To do:
Write only the number of lines below in which "routing" occurs.

Records from a data source
"""
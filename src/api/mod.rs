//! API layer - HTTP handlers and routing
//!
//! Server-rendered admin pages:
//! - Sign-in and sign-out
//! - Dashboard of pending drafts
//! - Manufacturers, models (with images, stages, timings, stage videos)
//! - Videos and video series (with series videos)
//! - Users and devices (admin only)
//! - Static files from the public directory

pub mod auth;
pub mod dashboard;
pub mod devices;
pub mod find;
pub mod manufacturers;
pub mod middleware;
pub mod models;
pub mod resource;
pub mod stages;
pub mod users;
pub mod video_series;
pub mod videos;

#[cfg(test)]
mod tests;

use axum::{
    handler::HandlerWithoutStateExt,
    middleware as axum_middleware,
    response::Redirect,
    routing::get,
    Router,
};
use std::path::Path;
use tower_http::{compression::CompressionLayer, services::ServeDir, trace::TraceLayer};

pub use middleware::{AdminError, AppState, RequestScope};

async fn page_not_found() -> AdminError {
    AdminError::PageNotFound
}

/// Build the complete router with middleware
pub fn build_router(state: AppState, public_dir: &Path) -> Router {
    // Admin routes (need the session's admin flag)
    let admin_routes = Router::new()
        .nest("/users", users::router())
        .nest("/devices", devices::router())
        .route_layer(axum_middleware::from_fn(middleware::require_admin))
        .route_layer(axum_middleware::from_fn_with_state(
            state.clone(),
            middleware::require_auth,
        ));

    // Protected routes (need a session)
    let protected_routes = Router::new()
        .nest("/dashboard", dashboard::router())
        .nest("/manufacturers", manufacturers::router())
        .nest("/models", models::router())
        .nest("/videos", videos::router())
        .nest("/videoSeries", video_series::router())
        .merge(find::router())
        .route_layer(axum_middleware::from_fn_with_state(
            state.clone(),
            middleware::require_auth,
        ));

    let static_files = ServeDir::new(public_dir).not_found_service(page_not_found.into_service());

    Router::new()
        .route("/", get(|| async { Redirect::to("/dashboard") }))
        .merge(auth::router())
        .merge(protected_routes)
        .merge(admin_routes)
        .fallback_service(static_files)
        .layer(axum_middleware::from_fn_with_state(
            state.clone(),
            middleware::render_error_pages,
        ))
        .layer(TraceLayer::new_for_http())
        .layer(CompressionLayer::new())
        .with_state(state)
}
"""
Written response:
2